Examples of the earliest HBV and WHV DNA fusions with human or woodchuck genomic sequences detected between 15 min and 1 h after exposure to virus in different infection systems investigated in our studies. With the exception of the overlapping homologous junction (OHJ) created by the HBV X gene (HBV X) and human neurotrimin (NTM) gene displayed on the left side of the top panel, all other virus–host genomic fusions shown have the format of the head-to-tail junction (HTJ). In the bottom left panel, the virus–host DNA merge was formed by the preS sequence of WHV S (envelope) gene (WHV PS) and it was detected in a liver biopsy obtained from a woodchuck one hour after injection with WHV, as described in the text. Other abbreviations: SINE, short-interspersed nuclear element (retrotransposon); MAML-2, mastermind-like 2; WHV X, WHV X gene; host, unidentified woodchuck genomic sequence.

Figure 3

Schematic presentation of the HBV X gene break points forming fusions with the human genomic sequences that were detected in hepatocyte-compatible HepRG and HepG2-NRCP-C4 cells within the first 24 h after exposure to HBV. Yellow squares show breakpoints that formed junctions detected at 30 min and 1 h after exposure to virus, red squares show those identified at 3 h post-infection, and blue squares show those detected at 24 h post-infection. Blue squares with stars show breakpoints reported at 24 h after infection in reference [36]. Numbers mark nucleotide positions according to the HBV DNA GenBank X79185 sequence. Abbreviations: URR, upstream regulatory region of the HBV core promoter; BCP, basal core promoter; DR1, direct repeat region; Enh II, HBV enhancer II.

Figure 4

Graphic presentation of the earliest detections and changes over time in the presence of virus genome (DNA), its replication (mRNA and cccDNA) and integration into the hepatocellular genome, indicators of hepatocyte oxidative stress and oxidative DNA damage, as well as markers of the activity of components of the DNA repair pathway during the first 72 h after exposure to HBV or WHV. The profiles represent cumulative data from HBV and WHV infections in human and woodchuck hepatocyte-compatible cells and in woodchucks infected with WHV. White triangles mark the time at which peak expression or activity was found. Whites square in the OGG1 line represent a 5.6-fold increase in the gene expression over uninfected control cells, which did not achieve a statistically significant difference.
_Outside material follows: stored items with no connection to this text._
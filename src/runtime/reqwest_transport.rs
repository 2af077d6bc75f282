//! Reqwest-based implementation of the `HttpTransport` trait.
//!
//! Wraps a `reqwest::Client` bound to the run's cookie store, with gzip,
//! deflate and brotli decoding enabled, and converts its responses into
//! [`FetchResponse`].

use std::sync::Arc;

use async_trait::async_trait;
use http::{HeaderMap as HttpHeaderMap, HeaderName as HttpHeaderName, HeaderValue as HttpHeaderValue};
use reqwest::Client;
use reqwest::header::HeaderMap;
use url::Url;

use super::cookies::CookieStore;
use super::fetch::{FetchResponse, HttpTransport, TransportError};

const DEFAULT_USER_AGENT: &str = concat!("web-archiver/", env!("CARGO_PKG_VERSION"));

/// Reqwest-backed transport shared by every fetch of a run.
pub struct ReqwestTransport {
    client: Client,
}

impl ReqwestTransport {
    /// Creates a client that reads and writes `cookies`.
    ///
    /// No client-level timeout is set; deadlines belong to
    /// [`TimedFetcher`](super::fetch::TimedFetcher).
    pub fn new(cookies: Arc<CookieStore>) -> Result<Self, TransportError> {
        let client = Client::builder()
            .cookie_provider(cookies)
            .gzip(true)
            .deflate(true)
            .brotli(true)
            .user_agent(DEFAULT_USER_AGENT)
            .build()
            .map_err(|err| TransportError::Transport(err.to_string()))?;

        Ok(Self { client })
    }
}

#[async_trait]
impl HttpTransport for ReqwestTransport {
    async fn get(&self, url: &Url) -> Result<FetchResponse, TransportError> {
        let response = self
            .client
            .get(url.as_str())
            .send()
            .await
            .map_err(|err| TransportError::Transport(err.to_string()))?;

        to_fetch_response(response).await
    }
}

async fn to_fetch_response(response: reqwest::Response) -> Result<FetchResponse, TransportError> {
    let status = response.status().as_u16();
    let headers = convert_back_headers(response.headers())?;
    let url = response.url().clone();
    let body = response
        .bytes()
        .await
        .map_err(|err| TransportError::Transport(err.to_string()))?;

    Ok(FetchResponse {
        status,
        headers,
        body,
        url,
    })
}

fn convert_back_headers(map: &HeaderMap) -> Result<HttpHeaderMap, TransportError> {
    let mut headers = HttpHeaderMap::new();
    for (name, value) in map.iter() {
        let http_name = HttpHeaderName::from_bytes(name.as_str().as_bytes())
            .map_err(|err| TransportError::Transport(err.to_string()))?;
        let http_value = HttpHeaderValue::from_bytes(value.as_bytes())
            .map_err(|err| TransportError::Transport(err.to_string()))?;
        headers.append(http_name, http_value);
    }
    Ok(headers)
}

#[cfg(test)]
mod tests {
    use super::*;
    use crate::runtime::cookies::CookieRecord;

    #[test]
    fn builds_with_shared_cookie_store() {
        let cookies = Arc::new(CookieStore::from_records([CookieRecord::new("example.com", "a", "b")]));
        let transport = ReqwestTransport::new(cookies.clone()).unwrap();
        assert!(Arc::strong_count(&cookies) > 1);
        drop(transport);
        assert_eq!(Arc::strong_count(&cookies), 1);
    }

    #[test]
    fn header_conversion_keeps_repeated_values() {
        let mut map = HeaderMap::new();
        map.append("set-cookie", "a=1".parse().unwrap());
        map.append("set-cookie", "b=2".parse().unwrap());

        let converted = convert_back_headers(&map).unwrap();
        assert_eq!(converted.get_all("set-cookie").iter().count(), 2);
    }
}
//! Services shared with add-ons during a run: configuration, cookies,
//! timed fetches and politeness delays.

pub mod config;
pub mod cookies;
pub mod fetch;
pub mod reqwest_transport;
pub mod timing;

pub use config::{ConfigError, DEFAULT_TIMEOUT_MS, DEFAULT_TIMING_SCALE, RuntimeConfig};
pub use cookies::{
    COOKIES_FILE, CookieKey, CookieLoad, CookieLoadError, CookieRecord, CookieStore, CookieWarning,
    load_cookies,
};
pub use fetch::{
    FetchError, FetchRequest, FetchResponse, FetchResult, HttpTransport, TimedFetcher, TransportError,
};
pub use reqwest_transport::ReqwestTransport;
pub use timing::{DelayError, DelayRequest, DelayScheduler};
//! # Host Script Parser
//!
//! Line-based scripts that drive the host deterministically.
//!
//! ## Format
//!
//! - `dispatch <json>` - Dispatch a wire action, e.g.
//!   `dispatch {"name":"action::ui-context:TOGGLE_THEME"}`
//! - `notify <severity> <text>` - Show a notification with a generated uid
//! - `resize <W>x<H>` - Resize the window (fires one resize event)
//! - `frame` - Run one animation frame
//! - `idle` - Run pending idle callbacks
//! - `editor <slot> <name>` - Mount editor `name` into `slot`
//! - `clear-editor <slot>` - Unmount the editor in `slot`
//! - `focus-out <name>` - Take keyboard focus away from editor `name`
//! - `print` - Render the current UI
//! - Comments: `# This is a comment`
//!
//! ## Example
//!
//! ```text
//! # Open and close the notes palette
//! editor 0 main
//! frame
//! dispatch {"name":"action::ui-context:UPDATE_PALETTE","value":{"type":"core-palette/notes"}}
//! focus-out main
//! dispatch {"name":"action::ui-context:RESET_PALETTE"}
//! frame
//! print
//! ```

use services_notification::Severity;
use services_ui_state::{WindowSize, WireAction};
use std::collections::VecDeque;
use thiserror::Error;

/// Script error types
#[derive(Debug, Error, PartialEq, Eq)]
pub enum ScriptError {
    #[error("Parse error at line {line}: {message}")]
    ParseError { line: usize, message: String },

    #[error("Empty script")]
    EmptyScript,
}

/// One script command
#[derive(Debug, Clone, PartialEq)]
pub enum ScriptCommand {
    Dispatch(WireAction),
    Notify { severity: Severity, text: String },
    Resize(WindowSize),
    Frame,
    Idle,
    MountEditor { slot: usize, name: String },
    ClearEditor { slot: usize },
    FocusOut { name: String },
    Print,
}

/// A parsed script
///
/// Commands carry the line they came from so runtime errors can point at
/// the script.
#[derive(Debug, Clone)]
pub struct Script {
    commands: VecDeque<(usize, ScriptCommand)>,
}

impl Script {
    /// Parses a script from text
    pub fn from_text(text: &str) -> Result<Self, ScriptError> {
        let mut commands = VecDeque::new();

        for (index, line) in text.lines().enumerate() {
            let line = line.trim();
            if line.is_empty() || line.starts_with('#') {
                continue;
            }

            let line_num = index + 1;
            let command = parse_line(line).map_err(|message| ScriptError::ParseError {
                line: line_num,
                message,
            })?;
            commands.push_back((line_num, command));
        }

        if commands.is_empty() {
            return Err(ScriptError::EmptyScript);
        }

        Ok(Self { commands })
    }

    /// Takes the next command and its line number
    pub fn next_command(&mut self) -> Option<(usize, ScriptCommand)> {
        self.commands.pop_front()
    }

    pub fn is_empty(&self) -> bool {
        self.commands.is_empty()
    }
}

fn parse_line(line: &str) -> Result<ScriptCommand, String> {
    let (keyword, rest) = match line.split_once(char::is_whitespace) {
        Some((keyword, rest)) => (keyword, rest.trim()),
        None => (line, ""),
    };

    match keyword {
        "dispatch" => {
            let wire: WireAction = serde_json::from_str(required(rest, "action JSON")?)
                .map_err(|e| format!("invalid action: {}", e))?;
            Ok(ScriptCommand::Dispatch(wire))
        }
        "notify" => {
            let (severity, text) = required(rest, "severity")?
                .split_once(char::is_whitespace)
                .ok_or_else(|| "missing notification text".to_string())?;
            Ok(ScriptCommand::Notify {
                severity: parse_severity(severity)?,
                text: text.trim().to_string(),
            })
        }
        "resize" => Ok(ScriptCommand::Resize(parse_size(required(rest, "size")?)?)),
        "frame" => no_args(rest, ScriptCommand::Frame),
        "idle" => no_args(rest, ScriptCommand::Idle),
        "print" => no_args(rest, ScriptCommand::Print),
        "editor" => {
            let (slot, name) = required(rest, "slot")?
                .split_once(char::is_whitespace)
                .ok_or_else(|| "missing editor name".to_string())?;
            Ok(ScriptCommand::MountEditor {
                slot: parse_slot(slot)?,
                name: name.trim().to_string(),
            })
        }
        "clear-editor" => Ok(ScriptCommand::ClearEditor {
            slot: parse_slot(required(rest, "slot")?)?,
        }),
        "focus-out" => Ok(ScriptCommand::FocusOut {
            name: required(rest, "editor name")?.to_string(),
        }),
        other => Err(format!("unknown command: {}", other)),
    }
}

fn required<'a>(rest: &'a str, what: &str) -> Result<&'a str, String> {
    if rest.is_empty() {
        Err(format!("missing {}", what))
    } else {
        Ok(rest)
    }
}

fn no_args(rest: &str, command: ScriptCommand) -> Result<ScriptCommand, String> {
    if rest.is_empty() {
        Ok(command)
    } else {
        Err(format!("unexpected arguments: {}", rest))
    }
}

fn parse_slot(text: &str) -> Result<usize, String> {
    text.trim()
        .parse()
        .map_err(|_| format!("invalid slot: {}", text))
}

/// Parses `1280x800`
fn parse_size(text: &str) -> Result<WindowSize, String> {
    let (width, height) = text
        .split_once('x')
        .ok_or_else(|| format!("invalid size: {}", text))?;
    let width: u32 = width
        .trim()
        .parse()
        .map_err(|_| format!("invalid width: {}", width))?;
    let height: u32 = height
        .trim()
        .parse()
        .map_err(|_| format!("invalid height: {}", height))?;
    Ok(WindowSize::new(width, height))
}

fn parse_severity(text: &str) -> Result<Severity, String> {
    match text {
        "info" => Ok(Severity::Info),
        "success" => Ok(Severity::Success),
        "warning" => Ok(Severity::Warning),
        "error" => Ok(Severity::Error),
        other => Err(format!("invalid severity: {}", other)),
    }
}
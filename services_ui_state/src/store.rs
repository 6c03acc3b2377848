//! The UI store: state holder, dispatcher and side-effect owner

use lifecycle::{FrameScheduler, RafThrottle};
use std::cell::{Cell, RefCell};
use std::collections::VecDeque;
use std::fmt;
use std::rc::{Rc, Weak};

use crate::action::{ActionError, UiAction, WireAction};
use crate::config::UiConfig;
use crate::persistence::{from_persisted, to_persisted, PersistedUiState};
use crate::presentation::Presentation;
use crate::reducer::UiSlice;
use crate::state::UiState;
use crate::window::{ListenerId, WindowHost};

/// Identifies a state subscriber
#[derive(Debug, Clone, Copy, PartialEq, Eq, Hash)]
pub struct SubscriptionId(u64);

type Subscriber = Rc<dyn Fn(&Rc<UiState>)>;

struct StoreInner {
    slice: UiSlice,
    state: RefCell<Rc<UiState>>,
    presentation: RefCell<Box<dyn Presentation>>,
    subscribers: RefCell<Vec<(SubscriptionId, Subscriber)>>,
    next_subscription: Cell<u64>,
    queue: RefCell<VecDeque<UiAction>>,
    dispatching: Cell<bool>,
}

/// Shared handle to the UI store
///
/// Clones refer to the same store. Actions dispatched while another dispatch
/// is in progress (for example from a subscriber) are queued and reduced
/// afterwards, in dispatch order.
#[derive(Clone)]
pub struct UiStore {
    inner: Rc<StoreInner>,
}

/// Non-owning handle to a `UiStore`
#[derive(Clone)]
pub struct WeakUiStore {
    inner: Weak<StoreInner>,
}

impl WeakUiStore {
    pub fn upgrade(&self) -> Option<UiStore> {
        self.inner.upgrade().map(|inner| UiStore { inner })
    }
}

impl UiStore {
    /// Creates a store around an explicit initial state
    pub fn new(initial: UiState, config: UiConfig, presentation: Box<dyn Presentation>) -> Self {
        Self {
            inner: Rc::new(StoreInner {
                slice: UiSlice::new(config),
                state: RefCell::new(Rc::new(initial)),
                presentation: RefCell::new(presentation),
                subscribers: RefCell::new(Vec::new()),
                next_subscription: Cell::new(0),
                queue: RefCell::new(VecDeque::new()),
                dispatching: Cell::new(false),
            }),
        }
    }

    /// Creates a store with defaults derived from the window
    pub fn from_window(
        window: &dyn WindowHost,
        config: UiConfig,
        presentation: Box<dyn Presentation>,
    ) -> Self {
        let initial = UiState::initial(window, &config);
        Self::new(initial, config, presentation)
    }

    /// Creates a store rehydrated from a persisted snapshot
    pub fn from_snapshot(
        snapshot: &PersistedUiState,
        window: &dyn WindowHost,
        config: UiConfig,
        presentation: Box<dyn Presentation>,
    ) -> Self {
        let initial = from_persisted(snapshot, window, &config);
        Self::new(initial, config, presentation)
    }

    /// Current state
    pub fn state(&self) -> Rc<UiState> {
        Rc::clone(&self.inner.state.borrow())
    }

    pub fn config(&self) -> &UiConfig {
        self.inner.slice.config()
    }

    /// Persisted projection of the current state
    pub fn snapshot(&self) -> PersistedUiState {
        to_persisted(&self.state())
    }

    pub fn downgrade(&self) -> WeakUiStore {
        WeakUiStore {
            inner: Rc::downgrade(&self.inner),
        }
    }

    /// Dispatches an action
    pub fn dispatch(&self, action: UiAction) {
        self.inner.queue.borrow_mut().push_back(action);
        if self.inner.dispatching.get() {
            return;
        }

        let _guard = DispatchGuard::enter(&self.inner);
        loop {
            let next = self.inner.queue.borrow_mut().pop_front();
            match next {
                Some(action) => self.reduce(&action),
                None => break,
            }
        }
    }

    /// Decodes and dispatches a wire action
    pub fn dispatch_wire(&self, wire: &WireAction) -> Result<(), ActionError> {
        let action = UiAction::from_wire(wire)?;
        self.dispatch(action);
        Ok(())
    }

    /// Registers a callback run after every state change
    pub fn subscribe(&self, subscriber: impl Fn(&Rc<UiState>) + 'static) -> SubscriptionId {
        let id = SubscriptionId(self.inner.next_subscription.get());
        self.inner.next_subscription.set(id.0 + 1);
        self.inner
            .subscribers
            .borrow_mut()
            .push((id, Rc::new(subscriber)));
        id
    }

    /// Removes a subscriber; returns false if it was not registered
    pub fn unsubscribe(&self, id: SubscriptionId) -> bool {
        let mut subscribers = self.inner.subscribers.borrow_mut();
        let before = subscribers.len();
        subscribers.retain(|(existing, _)| *existing != id);
        subscribers.len() != before
    }

    /// Starts the store's side effects
    ///
    /// Applies the current theme and widescreen class immediately and
    /// listens for window resizes, dispatching at most one
    /// `UpdateWindowSize` per animation frame. Everything is undone when the
    /// returned guard is dropped.
    pub fn start_side_effects(
        &self,
        window: Rc<dyn WindowHost>,
        scheduler: FrameScheduler,
    ) -> UiSideEffects {
        let state = self.state();
        {
            let mut presentation = self.inner.presentation.borrow_mut();
            presentation.apply_theme(state.theme);
            presentation.set_widescreen(state.widescreen);
        }

        let store = self.downgrade();
        let host = Rc::downgrade(&window);
        let throttle = Rc::new(RafThrottle::new(scheduler, move || {
            if let (Some(store), Some(host)) = (store.upgrade(), host.upgrade()) {
                store.dispatch(UiAction::UpdateWindowSize {
                    window_size: host.viewport(),
                });
            }
        }));

        let on_resize = Rc::clone(&throttle);
        let listener = window.add_resize_listener(Rc::new(move || on_resize.call()));
        tracing::debug!(%listener, "ui side effects started");

        UiSideEffects {
            window,
            listener: Some(listener),
            throttle,
        }
    }

    fn reduce(&self, action: &UiAction) {
        let prev = self.state();
        let next = self.inner.slice.apply(action, &prev);
        let changed = !Rc::ptr_eq(&prev, &next);
        tracing::debug!(action = action.name(), changed, "reduced ui action");

        if !changed {
            return;
        }
        *self.inner.state.borrow_mut() = Rc::clone(&next);

        self.present(action, &next);

        let subscribers: Vec<Subscriber> = self
            .inner
            .subscribers
            .borrow()
            .iter()
            .map(|(_, subscriber)| Rc::clone(subscriber))
            .collect();
        for subscriber in subscribers {
            subscriber(&next);
        }
    }

    fn present(&self, action: &UiAction, state: &UiState) {
        let mut presentation = self.inner.presentation.borrow_mut();
        match action {
            UiAction::ToggleTheme | UiAction::UpdateTheme { .. } => {
                presentation.apply_theme(state.theme)
            }
            UiAction::UpdateWindowSize { .. } => presentation.set_widescreen(state.widescreen),
            _ => {}
        }
    }
}

/// Marks a dispatch in progress until dropped
///
/// If a reduction or subscriber panics, the queued actions are discarded so
/// the store keeps working for whoever catches the panic.
struct DispatchGuard<'a> {
    inner: &'a StoreInner,
}

impl<'a> DispatchGuard<'a> {
    fn enter(inner: &'a StoreInner) -> Self {
        inner.dispatching.set(true);
        Self { inner }
    }
}

impl Drop for DispatchGuard<'_> {
    fn drop(&mut self) {
        if std::thread::panicking() {
            if let Ok(mut queue) = self.inner.queue.try_borrow_mut() {
                queue.clear();
            }
        }
        self.inner.dispatching.set(false);
    }
}

impl fmt::Debug for UiStore {
    fn fmt(&self, f: &mut fmt::Formatter<'_>) -> fmt::Result {
        f.debug_struct("UiStore")
            .field("state", &self.state())
            .field("subscribers", &self.inner.subscribers.borrow().len())
            .finish()
    }
}

/// Guard owning the store's resize listener
///
/// Dropping it cancels any pending throttled frame and unregisters the
/// listener, so repeated start/stop cycles never leak listeners.
pub struct UiSideEffects {
    window: Rc<dyn WindowHost>,
    listener: Option<ListenerId>,
    throttle: Rc<RafThrottle>,
}

impl UiSideEffects {
    /// Tears the side effects down now
    pub fn destroy(mut self) {
        self.release();
    }

    /// True until the guard is released
    pub fn is_active(&self) -> bool {
        self.listener.is_some()
    }

    /// True while a throttled resize is waiting for its frame
    pub fn resize_pending(&self) -> bool {
        self.throttle.is_pending()
    }

    fn release(&mut self) {
        self.throttle.cancel();
        if let Some(listener) = self.listener.take() {
            self.window.remove_resize_listener(listener);
            tracing::debug!(%listener, "ui side effects stopped");
        }
    }
}

impl Drop for UiSideEffects {
    fn drop(&mut self) {
        self.release();
    }
}

impl fmt::Debug for UiSideEffects {
    fn fmt(&self, f: &mut fmt::Formatter<'_>) -> fmt::Result {
        f.debug_struct("UiSideEffects")
            .field("listener", &self.listener)
            .field("throttle", &self.throttle)
            .finish()
    }
}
For more details, see reference [33]. Abbreviations: cccDNA, virus covalently closed circular DNA; ROS, reactive oxygen species; RNS, reactive nitrogen species; HO1, heme oxygenase-1; PARP1, poly(ADP-ribose) polymerase 1; XRCC1, X-ray repair cross-complementing protein 1; NAD⁺, nicotinamide adenine dinucleotide; OGG1, 8-oxyguanidine DNA glucose 1, and nt, not tested beyond this time point.